● Problem to solve
Those lines of the following listing which contain the string "matches" should be returned.

● Data for processing
:::
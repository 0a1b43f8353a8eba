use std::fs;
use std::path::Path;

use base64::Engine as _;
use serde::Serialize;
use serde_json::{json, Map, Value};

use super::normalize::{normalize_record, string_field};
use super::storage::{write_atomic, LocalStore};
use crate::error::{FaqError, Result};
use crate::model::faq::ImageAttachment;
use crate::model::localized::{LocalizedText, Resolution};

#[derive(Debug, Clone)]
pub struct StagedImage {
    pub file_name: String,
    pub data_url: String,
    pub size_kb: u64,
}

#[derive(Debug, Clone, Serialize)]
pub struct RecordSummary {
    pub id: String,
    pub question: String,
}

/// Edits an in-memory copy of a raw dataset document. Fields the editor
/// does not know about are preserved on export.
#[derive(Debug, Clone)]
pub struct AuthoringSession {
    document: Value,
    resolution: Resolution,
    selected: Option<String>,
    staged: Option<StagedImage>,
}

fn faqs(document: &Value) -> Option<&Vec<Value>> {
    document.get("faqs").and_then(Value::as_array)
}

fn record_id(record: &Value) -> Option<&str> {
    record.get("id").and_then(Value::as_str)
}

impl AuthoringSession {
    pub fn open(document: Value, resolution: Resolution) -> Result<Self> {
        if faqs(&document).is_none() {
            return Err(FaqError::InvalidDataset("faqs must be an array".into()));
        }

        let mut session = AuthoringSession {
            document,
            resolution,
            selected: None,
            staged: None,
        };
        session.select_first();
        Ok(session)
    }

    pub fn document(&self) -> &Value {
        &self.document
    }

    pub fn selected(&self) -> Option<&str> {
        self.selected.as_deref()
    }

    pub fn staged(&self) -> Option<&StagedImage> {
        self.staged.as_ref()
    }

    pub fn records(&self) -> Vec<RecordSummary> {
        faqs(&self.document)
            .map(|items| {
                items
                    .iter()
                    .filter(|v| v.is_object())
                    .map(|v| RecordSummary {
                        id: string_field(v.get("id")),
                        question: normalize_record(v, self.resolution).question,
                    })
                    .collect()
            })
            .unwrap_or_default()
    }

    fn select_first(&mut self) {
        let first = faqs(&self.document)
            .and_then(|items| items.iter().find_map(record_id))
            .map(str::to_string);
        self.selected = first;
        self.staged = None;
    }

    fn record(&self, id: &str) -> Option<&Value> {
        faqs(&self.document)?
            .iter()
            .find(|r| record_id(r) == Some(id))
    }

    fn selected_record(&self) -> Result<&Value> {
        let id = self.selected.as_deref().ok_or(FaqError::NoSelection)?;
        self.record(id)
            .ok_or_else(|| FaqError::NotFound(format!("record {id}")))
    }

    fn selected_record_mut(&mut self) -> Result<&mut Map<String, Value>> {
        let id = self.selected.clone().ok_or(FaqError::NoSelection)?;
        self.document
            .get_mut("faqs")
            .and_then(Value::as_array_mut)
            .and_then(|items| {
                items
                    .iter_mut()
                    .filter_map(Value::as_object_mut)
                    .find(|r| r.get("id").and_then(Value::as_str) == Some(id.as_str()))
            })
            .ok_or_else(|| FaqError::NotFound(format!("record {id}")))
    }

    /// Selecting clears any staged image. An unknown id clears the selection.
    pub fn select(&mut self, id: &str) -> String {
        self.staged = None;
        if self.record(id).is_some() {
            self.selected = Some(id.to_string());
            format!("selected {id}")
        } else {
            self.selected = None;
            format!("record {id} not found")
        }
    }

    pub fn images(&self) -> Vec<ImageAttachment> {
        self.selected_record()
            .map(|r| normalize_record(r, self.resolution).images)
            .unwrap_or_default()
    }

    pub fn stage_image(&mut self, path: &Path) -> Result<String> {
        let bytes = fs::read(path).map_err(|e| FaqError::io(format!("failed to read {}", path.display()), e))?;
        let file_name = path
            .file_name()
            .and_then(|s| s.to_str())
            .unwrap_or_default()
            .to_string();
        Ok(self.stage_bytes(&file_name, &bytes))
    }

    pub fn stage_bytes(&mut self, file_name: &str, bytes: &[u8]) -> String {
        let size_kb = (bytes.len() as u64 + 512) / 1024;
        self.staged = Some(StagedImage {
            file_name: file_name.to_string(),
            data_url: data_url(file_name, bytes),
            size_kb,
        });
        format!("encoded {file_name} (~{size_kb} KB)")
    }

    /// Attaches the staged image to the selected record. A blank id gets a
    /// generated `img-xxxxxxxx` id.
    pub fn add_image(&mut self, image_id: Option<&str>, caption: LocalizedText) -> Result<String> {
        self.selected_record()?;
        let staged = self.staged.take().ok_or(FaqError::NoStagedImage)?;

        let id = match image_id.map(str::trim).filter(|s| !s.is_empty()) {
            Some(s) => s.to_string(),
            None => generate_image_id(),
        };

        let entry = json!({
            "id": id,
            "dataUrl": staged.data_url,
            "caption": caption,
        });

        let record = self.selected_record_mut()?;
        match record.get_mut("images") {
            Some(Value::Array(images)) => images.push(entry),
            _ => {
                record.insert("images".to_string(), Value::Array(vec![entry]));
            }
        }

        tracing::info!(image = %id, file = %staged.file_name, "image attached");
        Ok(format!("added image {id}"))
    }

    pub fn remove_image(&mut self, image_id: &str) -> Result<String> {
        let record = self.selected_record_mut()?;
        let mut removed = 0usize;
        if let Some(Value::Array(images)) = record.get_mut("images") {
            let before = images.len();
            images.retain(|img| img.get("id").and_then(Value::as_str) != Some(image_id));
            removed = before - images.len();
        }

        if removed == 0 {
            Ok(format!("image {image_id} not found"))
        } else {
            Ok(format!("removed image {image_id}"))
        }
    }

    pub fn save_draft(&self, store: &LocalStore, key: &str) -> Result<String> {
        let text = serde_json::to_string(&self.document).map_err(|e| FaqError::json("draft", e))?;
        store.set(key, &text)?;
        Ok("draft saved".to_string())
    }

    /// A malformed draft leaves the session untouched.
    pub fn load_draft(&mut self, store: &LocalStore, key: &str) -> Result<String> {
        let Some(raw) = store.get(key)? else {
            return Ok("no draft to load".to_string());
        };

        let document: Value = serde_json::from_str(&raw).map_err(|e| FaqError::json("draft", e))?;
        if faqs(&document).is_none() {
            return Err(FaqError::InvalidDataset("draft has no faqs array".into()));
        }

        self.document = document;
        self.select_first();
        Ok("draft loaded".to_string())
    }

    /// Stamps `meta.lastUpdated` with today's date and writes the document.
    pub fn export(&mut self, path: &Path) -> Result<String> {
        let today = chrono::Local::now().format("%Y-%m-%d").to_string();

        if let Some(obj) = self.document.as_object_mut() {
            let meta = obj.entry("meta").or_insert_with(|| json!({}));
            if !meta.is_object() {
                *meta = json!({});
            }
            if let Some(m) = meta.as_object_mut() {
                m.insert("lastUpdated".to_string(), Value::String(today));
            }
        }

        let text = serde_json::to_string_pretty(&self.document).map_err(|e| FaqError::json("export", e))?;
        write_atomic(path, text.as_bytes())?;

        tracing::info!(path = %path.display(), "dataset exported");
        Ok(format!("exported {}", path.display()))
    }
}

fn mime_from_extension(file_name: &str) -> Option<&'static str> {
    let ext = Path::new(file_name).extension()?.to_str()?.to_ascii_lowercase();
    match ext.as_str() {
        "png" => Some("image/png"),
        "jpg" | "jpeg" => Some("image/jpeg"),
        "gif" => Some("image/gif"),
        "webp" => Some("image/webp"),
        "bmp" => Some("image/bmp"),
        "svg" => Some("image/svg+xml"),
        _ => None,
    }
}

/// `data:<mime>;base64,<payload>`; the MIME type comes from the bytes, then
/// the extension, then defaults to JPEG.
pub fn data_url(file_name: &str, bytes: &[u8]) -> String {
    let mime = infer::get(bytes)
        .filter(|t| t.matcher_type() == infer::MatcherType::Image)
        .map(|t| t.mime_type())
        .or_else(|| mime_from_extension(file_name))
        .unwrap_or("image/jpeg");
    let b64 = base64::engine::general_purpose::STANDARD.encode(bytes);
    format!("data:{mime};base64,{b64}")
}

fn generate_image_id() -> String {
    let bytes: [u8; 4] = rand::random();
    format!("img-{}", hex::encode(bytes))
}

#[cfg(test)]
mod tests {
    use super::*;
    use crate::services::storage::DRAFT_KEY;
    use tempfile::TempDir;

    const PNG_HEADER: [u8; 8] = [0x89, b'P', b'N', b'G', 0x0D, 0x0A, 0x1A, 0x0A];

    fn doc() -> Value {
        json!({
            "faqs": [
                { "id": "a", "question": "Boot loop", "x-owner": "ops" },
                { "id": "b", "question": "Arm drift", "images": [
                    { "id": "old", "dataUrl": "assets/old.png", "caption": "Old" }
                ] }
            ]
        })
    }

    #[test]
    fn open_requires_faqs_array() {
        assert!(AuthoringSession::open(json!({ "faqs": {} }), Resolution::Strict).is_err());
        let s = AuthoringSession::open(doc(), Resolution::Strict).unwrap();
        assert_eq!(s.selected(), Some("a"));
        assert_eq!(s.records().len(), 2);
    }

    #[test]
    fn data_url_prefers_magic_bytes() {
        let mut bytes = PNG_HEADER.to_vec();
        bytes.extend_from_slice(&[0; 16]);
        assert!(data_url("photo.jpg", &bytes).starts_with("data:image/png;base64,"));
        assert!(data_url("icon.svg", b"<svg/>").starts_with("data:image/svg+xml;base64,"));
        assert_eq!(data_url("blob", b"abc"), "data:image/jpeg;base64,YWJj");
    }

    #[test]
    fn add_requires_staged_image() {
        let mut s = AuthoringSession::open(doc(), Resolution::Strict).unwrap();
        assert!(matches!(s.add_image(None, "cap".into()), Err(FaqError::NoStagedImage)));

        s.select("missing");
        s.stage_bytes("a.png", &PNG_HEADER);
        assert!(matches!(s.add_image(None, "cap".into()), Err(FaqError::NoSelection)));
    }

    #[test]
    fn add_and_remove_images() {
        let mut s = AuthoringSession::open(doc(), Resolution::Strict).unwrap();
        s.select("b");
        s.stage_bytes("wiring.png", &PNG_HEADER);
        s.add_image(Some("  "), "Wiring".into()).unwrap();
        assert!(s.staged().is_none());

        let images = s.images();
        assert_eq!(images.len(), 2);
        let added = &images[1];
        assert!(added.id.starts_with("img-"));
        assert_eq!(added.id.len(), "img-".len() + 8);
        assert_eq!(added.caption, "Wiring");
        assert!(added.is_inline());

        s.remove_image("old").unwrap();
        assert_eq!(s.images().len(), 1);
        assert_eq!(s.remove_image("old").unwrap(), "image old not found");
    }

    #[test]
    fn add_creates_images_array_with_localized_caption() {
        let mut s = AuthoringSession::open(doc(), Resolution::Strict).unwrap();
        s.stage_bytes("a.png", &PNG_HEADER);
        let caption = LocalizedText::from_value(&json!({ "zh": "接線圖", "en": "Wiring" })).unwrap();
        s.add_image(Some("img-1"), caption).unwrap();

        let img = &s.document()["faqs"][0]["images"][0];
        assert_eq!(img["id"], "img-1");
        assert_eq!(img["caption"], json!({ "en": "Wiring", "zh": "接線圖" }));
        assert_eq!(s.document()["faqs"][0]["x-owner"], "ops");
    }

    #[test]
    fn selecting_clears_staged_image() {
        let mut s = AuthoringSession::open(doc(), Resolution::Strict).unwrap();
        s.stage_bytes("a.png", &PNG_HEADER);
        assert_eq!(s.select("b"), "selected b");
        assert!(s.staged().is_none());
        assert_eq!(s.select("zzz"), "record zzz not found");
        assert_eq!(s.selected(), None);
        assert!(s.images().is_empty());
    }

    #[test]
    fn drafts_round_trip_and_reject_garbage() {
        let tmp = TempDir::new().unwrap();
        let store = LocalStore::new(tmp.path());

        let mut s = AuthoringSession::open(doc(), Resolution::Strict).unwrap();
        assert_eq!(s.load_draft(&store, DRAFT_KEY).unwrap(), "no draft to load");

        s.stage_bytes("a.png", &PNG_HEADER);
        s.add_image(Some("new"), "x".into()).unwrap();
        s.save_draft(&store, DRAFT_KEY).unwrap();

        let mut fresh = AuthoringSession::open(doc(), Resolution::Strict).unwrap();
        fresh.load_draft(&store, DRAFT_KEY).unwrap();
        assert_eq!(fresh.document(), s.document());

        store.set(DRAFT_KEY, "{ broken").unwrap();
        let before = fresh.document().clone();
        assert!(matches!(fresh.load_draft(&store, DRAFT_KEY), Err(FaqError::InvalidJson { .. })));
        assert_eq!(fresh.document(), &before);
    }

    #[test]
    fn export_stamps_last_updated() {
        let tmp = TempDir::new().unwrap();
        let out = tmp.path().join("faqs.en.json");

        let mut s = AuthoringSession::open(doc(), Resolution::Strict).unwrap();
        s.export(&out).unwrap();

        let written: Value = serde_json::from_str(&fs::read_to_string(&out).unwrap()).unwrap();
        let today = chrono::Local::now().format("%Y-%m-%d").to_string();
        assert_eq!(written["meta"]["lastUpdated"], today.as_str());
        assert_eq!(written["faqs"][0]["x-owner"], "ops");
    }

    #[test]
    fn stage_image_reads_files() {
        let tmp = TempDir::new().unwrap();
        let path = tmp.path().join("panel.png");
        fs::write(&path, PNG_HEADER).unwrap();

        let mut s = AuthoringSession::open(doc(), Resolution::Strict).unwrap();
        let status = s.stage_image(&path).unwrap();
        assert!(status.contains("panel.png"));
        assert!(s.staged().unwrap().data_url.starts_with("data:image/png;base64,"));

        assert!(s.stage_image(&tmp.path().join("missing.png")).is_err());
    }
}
:::
● Solution to the problem
        assert!(matches!(s.add_image(None, "cap".into()), Err(FaqError::NoStagedImage)));
        assert!(matches!(s.add_image(None, "cap".into()), Err(FaqError::NoSelection)));
        assert!(matches!(fresh.load_draft(&store, DRAFT_KEY), Err(FaqError::InvalidJson { .. })));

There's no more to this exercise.